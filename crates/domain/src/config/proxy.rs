//! HTTP proxy configuration for streamable-http transports.

use serde::{Deserialize, Serialize};

/// How the HTTP client resolves its proxy.
#[derive(Debug, Clone, Copy, Serialize, Deserialize, Default, PartialEq, Eq)]
#[serde(rename_all = "kebab-case")]
pub enum ProxyMode {
    /// Use the environment's proxy settings.
    #[default]
    System,
    /// Use the configured `url`.
    CustomUrl,
    /// No proxy at all.
    Disabled,
    /// Per-spec only: fall back to the runtime default.
    Inherit,
}

/// Proxy settings, usable both as the runtime default and as a per-spec
/// override.
#[derive(Debug, Clone, Serialize, Deserialize, Default, PartialEq)]
#[serde(rename_all = "camelCase")]
pub struct ProxyConfig {
    #[serde(default)]
    pub mode: ProxyMode,
    #[serde(default)]
    pub url: Option<String>,
    /// Comma-separated host suffixes that bypass the proxy.
    #[serde(default)]
    pub no_proxy: Option<String>,
}

impl ProxyConfig {
    /// Resolve the effective proxy: per-spec override unless it inherits.
    pub fn effective<'a>(spec: Option<&'a ProxyConfig>, runtime: &'a ProxyConfig) -> &'a ProxyConfig {
        match spec {
            Some(p) if p.mode != ProxyMode::Inherit => p,
            _ => runtime,
        }
    }
}
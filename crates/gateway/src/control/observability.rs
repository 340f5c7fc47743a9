//! Observability service: log streaming, runtime/init status watches,
//! and the diagnostics export bundle.

use std::collections::HashSet;
use std::sync::Arc;

use mcpv_domain::SpecKey;
use mcpv_runtime::probe::ExportMode;
use mcpv_runtime::{LogLevel, LogRecord};
use serde::Serialize;

use crate::state::AppState;
use crate::status::{ServerInitStatus, ServerRuntimeStatus};

pub use mcpv_runtime::logs::LogLevel as MinLevel;

/// Whether a log record should reach a client with the given visible
/// spec set. Gateway records always pass; downstream records pass when
/// their spec is visible.
pub fn log_visible(record: &LogRecord, visible: &HashSet<SpecKey>) -> bool {
    match &record.server_type {
        None => true,
        Some(server_type) => visible
            .iter()
            .any(|key| key.as_str() == server_type.as_str()),
    }
}

/// Level + visibility filter for one subscriber.
pub fn log_filter(
    record: &LogRecord,
    min_level: LogLevel,
    visible: Option<&HashSet<SpecKey>>,
) -> bool {
    if record.level < min_level {
        return false;
    }
    match visible {
        Some(visible) => log_visible(record, visible),
        None => true,
    }
}

/// Runtime status rows for a client (admin passes `None`).
pub fn runtime_status(
    state: &AppState,
    visible: Option<&HashSet<SpecKey>>,
) -> Vec<ServerRuntimeStatus> {
    state
        .status
        .watch_runtime()
        .borrow()
        .iter()
        .filter(|row| visible.map(|v| v.contains(&row.pool.spec_key)).unwrap_or(true))
        .cloned()
        .collect()
}

/// Init status rows for a client (admin passes `None`).
pub fn init_status(
    state: &AppState,
    visible: Option<&HashSet<SpecKey>>,
) -> Vec<ServerInitStatus> {
    state
        .status
        .watch_init()
        .borrow()
        .iter()
        .filter(|row| visible.map(|v| v.contains(&row.spec_key)).unwrap_or(true))
        .cloned()
        .collect()
}

/// The assembled diagnostics export bundle.
#[derive(Serialize)]
pub struct ExportBundle {
    pub generated_at: chrono::DateTime<chrono::Utc>,
    pub catalog_revision: u64,
    pub pools: Vec<ServerRuntimeStatus>,
    pub stuck: Vec<ServerInitStatus>,
    pub timeline: Vec<mcpv_runtime::probe::DiagnosticsEvent>,
    pub metrics: String,
    pub recent_logs: Vec<Arc<LogRecord>>,
    pub events_dropped: u64,
}

/// Build the export bundle. `safe` mode redacts sensitive attribute
/// fields in the timeline.
pub fn export_bundle(state: &AppState, mode: ExportMode) -> ExportBundle {
    state.status.refresh();
    ExportBundle {
        generated_at: chrono::Utc::now(),
        catalog_revision: state.provider.snapshot().revision,
        pools: runtime_status(state, None),
        stuck: init_status(state, None),
        timeline: state.probe.export(mode),
        metrics: state.metrics.text_dump(),
        recent_logs: state.logs.recent(100),
        events_dropped: state.probe.dropped(),
    }
}

#[cfg(test)]
mod tests {
    use super::*;
    use crate::control::test_support;

    #[test]
    fn log_filtering_by_level_and_visibility() {
        let gateway = LogRecord::gateway(LogLevel::Info, "hello");
        let downstream = LogRecord::downstream_stderr("aaaa", "oops");

        let visible: HashSet<SpecKey> = [SpecKey::from_raw("aaaa")].into_iter().collect();
        let invisible: HashSet<SpecKey> = HashSet::new();

        assert!(log_filter(&gateway, LogLevel::Debug, Some(&visible)));
        assert!(!log_filter(&gateway, LogLevel::Error, Some(&visible)));
        assert!(log_filter(&downstream, LogLevel::Info, Some(&visible)));
        assert!(!log_filter(&downstream, LogLevel::Info, Some(&invisible)));
        // Admin stream: no visibility filter.
        assert!(log_filter(&downstream, LogLevel::Info, None));
    }

    #[tokio::test]
    async fn export_bundle_assembles_all_sections() {
        let app = test_support::app("servers:\n  - name: a\n    cmd: echo\n");
        app.state.metrics.add("test_counter", 1);
        app.state
            .logs
            .publish(LogRecord::gateway(LogLevel::Warn, "note"));

        let bundle = export_bundle(&app.state, ExportMode::Safe);
        assert_eq!(bundle.catalog_revision, 1);
        assert_eq!(bundle.pools.len(), 1);
        assert!(bundle.metrics.contains("test_counter"));
        assert_eq!(bundle.recent_logs.len(), 1);
        // Serializes cleanly for the admin endpoint.
        serde_json::to_string(&bundle).unwrap();
    }
}
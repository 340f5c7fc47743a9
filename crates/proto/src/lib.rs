//! `mcpv-proto` — JSON-RPC 2.0 framing and MCP payload types.
//!
//! This crate provides:
//! - JSON-RPC request/notification/response/error types and incoming
//!   message classification (responses vs. server-initiated requests vs.
//!   notifications).
//! - MCP handshake payloads, server capabilities, and the typed
//!   tool/resource/prompt definitions the aggregation indexes snapshot.
//! - MCP error codes, including `-32042` (URL elicitation required),
//!   which must be propagated verbatim.

pub mod jsonrpc;
pub mod mcp;

// Re-exports for convenience.
pub use jsonrpc::{Incoming, JsonRpcError, JsonRpcNotification, JsonRpcRequest, JsonRpcResponse};
pub use mcp::{PromptDef, ResourceDef, ServerCapabilities, ToolDef};
//! Control-plane services: discovery, observability, automation, and the
//! client registry operations. The API layer is a thin mapping onto
//! these functions; everything here works on [`AppState`].

pub mod discovery;
pub mod observability;

use serde::Serialize;

use crate::clients::ClientRegistry;
use crate::state::AppState;

/// Response to `RegisterClient`.
#[derive(Debug, Clone, Serialize)]
#[serde(rename_all = "camelCase")]
pub struct RegisterResponse {
    pub tags: Vec<String>,
    pub visible_server_count: usize,
}

// ━━━━━━━━━━━━━━━━━━━━━━━━━━━━━━━━━━━━━━━━━━━━━━━━━━━━━━━━━━━━━━━━━━
// Registry service
// ━━━━━━━━━━━━━━━━━━━━━━━━━━━━━━━━━━━━━━━━━━━━━━━━━━━━━━━━━━━━━━━━━━

/// Register (or re-register) a client and recompute activation.
pub async fn register_client(
    state: &AppState,
    name: &str,
    pid: u32,
    tags: &[String],
) -> RegisterResponse {
    let normalized = state.registry.register(name, pid, tags);
    let catalog = state.provider.snapshot();
    state
        .activation
        .recompute(&catalog, &state.registry, "client_registered")
        .await;
    let visible = ClientRegistry::visible_keys(&catalog, &normalized);
    RegisterResponse {
        tags: normalized,
        visible_server_count: visible.len(),
    }
}

pub fn heartbeat(state: &AppState, name: &str) -> mcpv_domain::Result<()> {
    if state.registry.heartbeat(name) {
        Ok(())
    } else {
        Err(mcpv_domain::Error::NotFound(format!("client {name:?}")))
    }
}

pub async fn unregister_client(state: &AppState, name: &str) {
    if state.registry.unregister(name) {
        let catalog = state.provider.snapshot();
        state
            .activation
            .recompute(&catalog, &state.registry, "client_unregistered")
            .await;
    }
}

/// One pass of the client reaper: evict dead clients, then recompute
/// activation so orphaned specs quiesce.
pub async fn reap_clients(state: &AppState) {
    let inactive = std::time::Duration::from_secs(state.runtime.client_inactive_seconds);
    let evicted = state.registry.reap(inactive);
    if !evicted.is_empty() {
        let catalog = state.provider.snapshot();
        state
            .activation
            .recompute(&catalog, &state.registry, "client_evicted")
            .await;
    }
}

// ━━━━━━━━━━━━━━━━━━━━━━━━━━━━━━━━━━━━━━━━━━━━━━━━━━━━━━━━━━━━━━━━━━
// Reload
// ━━━━━━━━━━━━━━━━━━━━━━━━━━━━━━━━━━━━━━━━━━━━━━━━━━━━━━━━━━━━━━━━━━

/// `ReloadConfig`: shadow load, transactional apply, publish.
pub async fn reload_config(state: &AppState) -> mcpv_domain::Result<String> {
    let previous = state.provider.snapshot();
    let (candidate, diff) = state.provider.shadow_load()?;
    if diff.is_empty() {
        return Ok(diff.summary());
    }
    state
        .reload
        .apply(&candidate, &previous, &diff, state.runtime.reload_mode)
        .await?;
    let summary = diff.summary();
    state.provider.publish(candidate, diff, "reload_rpc");
    Ok(summary)
}

// ━━━━━━━━━━━━━━━━━━━━━━━━━━━━━━━━━━━━━━━━━━━━━━━━━━━━━━━━━━━━━━━━━━
// Automation (sub-agent)
// ━━━━━━━━━━━━━━━━━━━━━━━━━━━━━━━━━━━━━━━━━━━━━━━━━━━━━━━━━━━━━━━━━━

/// Pick the tool subset for a request. Without an applicable sub-agent
/// the full visible set is returned.
pub async fn filter_tools_for_request(
    state: &AppState,
    client: &str,
    request: &str,
) -> Vec<String> {
    let tools = discovery::list_tools(state, client);
    let names: Vec<String> = tools
        .entries
        .iter()
        .map(|e| e.display_name.clone())
        .collect();

    let Some(subagent) = &state.subagent else {
        return names;
    };
    let tags = state.registry.tags_of(client).unwrap_or_default();
    if !subagent.config().enabled_for(&tags) {
        return names;
    }
    subagent.filter_tools(request, &names).await
}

[Task description] Only the lines above, from the first through the one holding "Default, PartialEq, Eq)]", are to be output, and they must be copied exactly.

[Result]
filename crates/domain/src/config/proxy.rs
//! HTTP proxy configuration for streamable-http transports.

use serde::{Deserialize, Serialize};

/// How the HTTP client resolves its proxy.
#[derive(Debug, Clone, Copy, Serialize, Deserialize, Default, PartialEq, Eq)]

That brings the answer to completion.